The classic convertible roadster weaved left and right on the ribbon road in front of me. The movements were mesmerizing and I couldn’t divert my gaze from it. Vineyards, whose plants grew up to the road’s edge, blurred in my periphery with the car’s movement. Row by row they pulsed and flickered. I imagined I was a trailing camera in a 1960s French film. Our protagonist’s silver hair wisping in the open air. Is he a hero or a villain on the chase? No, he’s neither. He’s a complicated character, of suspect moral integrity, and is now presented with the challenge of doing the “right thing” to resolve the underlying conflict of the film.
Northwest of Colmar, along the east ridge of the Vosges Mountains, are a string of villages, like pearls in a necklace. They make up Alsace’s medieval, wine-trading network. Prized for their charm, the collective villages are proudly referred to as the Route du Vin. No amount of preparation could educate me beyond these basic truths. I knew I would have to experience it to understand it. Whenever I’d heard “Route du Vin” uttered from the lips of those who know it, there would be a breathy reverence and longing in the tone, as if to say “Of course I know the Route du Vin. We’re old friends. We spent the summer of ‘75 backpacking through Europe.”
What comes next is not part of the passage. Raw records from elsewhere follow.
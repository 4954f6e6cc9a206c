//! Metrics collection for observability
//!
//! Prometheus counters for monitoring the engine.
//!
//! # Metrics
//!
//! - `ledger_operations_total` - Committed mutating operations
//! - `ledger_purchases_total` - Token purchases
//! - `ledger_tokens_minted_total` - Privileged token mints
//! - `ledger_tokens_burned_total` - Token burns
//! - `ledger_collectibles_minted_total` - Collectible mints
//! - `ledger_collectible_transfers_total` - Collectible ownership transfers
//! - `ledger_treasury_withdrawals_total` - Treasury payouts

use prometheus::{IntCounter, Registry};
use std::sync::Arc;

/// Metrics collector
#[derive(Clone)]
pub struct Metrics {
    /// Committed mutating operations
    pub operations_total: IntCounter,

    /// Token purchases
    pub purchases_total: IntCounter,

    /// Privileged token mints
    pub tokens_minted_total: IntCounter,

    /// Token burns
    pub tokens_burned_total: IntCounter,

    /// Collectible mints
    pub collectibles_minted_total: IntCounter,

    /// Collectible transfers
    pub collectible_transfers_total: IntCounter,

    /// Treasury payouts
    pub treasury_withdrawals_total: IntCounter,

    /// Prometheus registry
    pub registry: Arc<Registry>,
}

impl std::fmt::Debug for Metrics {
    fn fmt(&self, f: &mut std::fmt::Formatter<'_>) -> std::fmt::Result {
        f.debug_struct("Metrics").finish_non_exhaustive()
    }
}

impl Metrics {
    /// Create new metrics collector with its own registry
    pub fn new() -> prometheus::Result<Self> {
        let registry = Arc::new(Registry::new());

        let operations_total = IntCounter::new(
            "ledger_operations_total",
            "Committed mutating operations",
        )?;
        registry.register(Box::new(operations_total.clone()))?;

        let purchases_total =
            IntCounter::new("ledger_purchases_total", "Token purchases")?;
        registry.register(Box::new(purchases_total.clone()))?;

        let tokens_minted_total = IntCounter::new(
            "ledger_tokens_minted_total",
            "Privileged token mints",
        )?;
        registry.register(Box::new(tokens_minted_total.clone()))?;

        let tokens_burned_total =
            IntCounter::new("ledger_tokens_burned_total", "Token burns")?;
        registry.register(Box::new(tokens_burned_total.clone()))?;

        let collectibles_minted_total = IntCounter::new(
            "ledger_collectibles_minted_total",
            "Collectible mints",
        )?;
        registry.register(Box::new(collectibles_minted_total.clone()))?;

        let collectible_transfers_total = IntCounter::new(
            "ledger_collectible_transfers_total",
            "Collectible ownership transfers",
        )?;
        registry.register(Box::new(collectible_transfers_total.clone()))?;

        let treasury_withdrawals_total = IntCounter::new(
            "ledger_treasury_withdrawals_total",
            "Treasury payouts",
        )?;
        registry.register(Box::new(treasury_withdrawals_total.clone()))?;

        Ok(Self {
            operations_total,
            purchases_total,
            tokens_minted_total,
            tokens_burned_total,
            collectibles_minted_total,
            collectible_transfers_total,
            treasury_withdrawals_total,
            registry,
        })
    }

    /// Export all metrics in Prometheus text format
    pub fn export(&self) -> String {
        use prometheus::Encoder;

        let encoder = prometheus::TextEncoder::new();
        let families = self.registry.gather();
        let mut buffer = Vec::new();
        if encoder.encode(&families, &mut buffer).is_err() {
            return String::new();
        }
        String::from_utf8(buffer).unwrap_or_default()
    }
}
//! Error types for the collectible ledger

use thiserror::Error;

/// Result type for ledger operations
pub type Result<T> = std::result::Result<T, Error>;

/// Ledger errors
///
/// Every precondition violation fails the whole operation synchronously with
/// no partial state change. Failures are deterministic for a given state and
/// input, except [`Error::TransferFailed`], which depends on the external
/// recipient's accept/reject behavior.
#[derive(Error, Debug, Clone, PartialEq, Eq)]
pub enum Error {
    /// The empty address was supplied where a real party is required
    #[error("Zero address")]
    ZeroAddress,

    /// A zero amount was supplied where a positive amount is required
    #[error("Zero amount")]
    ZeroAmount,

    /// The external value-transfer primitive reported failure
    #[error("External value transfer failed")]
    TransferFailed,

    /// Account balance is below the requested debit
    #[error("Insufficient balance: have {available}, need {required}")]
    InsufficientBalance {
        /// Current balance
        available: u128,
        /// Requested debit
        required: u128,
    },

    /// Payment too small for the requested operation
    #[error("Insufficient payment")]
    InsufficientPayment,

    /// The global pause flag is set
    #[error("Ledger is paused")]
    Paused,

    /// Caller lacks the required role
    #[error("Caller {0} is not authorized")]
    NotAuthorized(String),

    /// Collectible supply cap reached (or would be crossed by a batch)
    #[error("Max collectible supply reached")]
    MaxSupplyReached,

    /// No collectible with the given id has been minted
    #[error("Collectible {0} not found")]
    NotFound(u64),

    /// Caller does not own the collectible being moved
    #[error("Collectible {id} is not owned by {claimed}")]
    NotOwner {
        /// Collectible id
        id: u64,
        /// The account that claimed ownership
        claimed: String,
    },

    /// Free-mint hold requirement not satisfied
    #[error("Hold requirement not met: have {balance}, need {required}")]
    HoldRequirementNotMet {
        /// Caller's token balance
        balance: u128,
        /// Required balance
        required: u128,
    },

    /// Argument out of range or mismatched lengths
    #[error("Invalid argument: {0}")]
    InvalidArgument(String),

    /// Token price is unset; purchases cannot be quoted
    #[error("Token price is zero")]
    PriceZero,

    /// A nested call re-entered the engine while an operation was in progress
    #[error("Reentrant call rejected")]
    Reentrancy,

    /// Checked arithmetic would overflow
    #[error("Arithmetic overflow in {0}")]
    ArithmeticOverflow(&'static str),

    /// Configuration error
    #[error("Configuration error: {0}")]
    Config(String),

    /// Metrics registration error
    #[error("Metrics error: {0}")]
    Metrics(String),
}

impl From<prometheus::Error> for Error {
    fn from(err: prometheus::Error) -> Self {
        Error::Metrics(err.to_string())
    }
}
Leaving Colmar’s chaos behind, I pointed the car north into the procession of joy drivers with no real plan. Little villages sprinkled the panoramas with two or three visible at a time. Their Germanic names carry an air of inelegant charm like Turckheim, Ingersheim, Ammerschwihr and Niedermorschwihr. The suffixes “heim” and “wihr” signify an individual’s home, suggesting the town grew from a single farm. We parted with the roadster and pulled off when a sign read Kaysersberg. I would never know where he was going nor if he would make morally sound decisions. My film would have to remain unwritten.
Kaysersberg is nestled into a narrow pass in the base of the Vosges Mountains. Its dreamy streets wind with the contour of vine-covered mountainsides. Its picturesque, Renaissance, wood-timbered buildings line long, narrow, snaking town squares. A shell of a castle guards from above the vineyards and produces an almost Alpine mountain-town vibe. Kaysersberg is the perfect Goldilocks medium between Eguisheim and Colmar and it would be a challenge to find a lovelier municipality in France. This seemed to be validated as Kaysersberg was voted France’s favorite village just the previous year, proving its beauty is not lost to the remote forests of the Vosges. However, this adoration was not present when we arrived. There were very few visitors meandering about, and I wondered if we were simply ahead of fleets of tour buses and swarms of charm-feeders. The lack of crowds made it feel sleepy and undiscovered.
Midway, up the valley, on a central square, was a characteristic octagonal fountain topped with a statue of Emperor Constantine, a cathedral and stony gothic town hall. The bells from the church tower overhead began their scheduled noon chime, and their echoes raced across the narrow valley. We were in the courtyard of the Hôtel de Ville surrounded by wooden balconies overflowing with rainbows of waterfalling flowers and beautifully-crafted murals on soft pink walls. I grabbed my phone and started silently recording the sounds of the bells and panning across the palette of colors. The children bounced in and out of frame. Bobby launched himself from a stone step, karate chopped his arms and belted “Hi-Ya!” sound effects. With an arm outstretched, Gigi jutted the yellow petals of a freshly-picked dandelion in front of the camera and flashed a proud smile. I was surprised she was able to find it in the dutifully manicured town center, and it added a hint of humanity, proving Kaysersberg is a real living thing and not a figment of a dreamy imagination.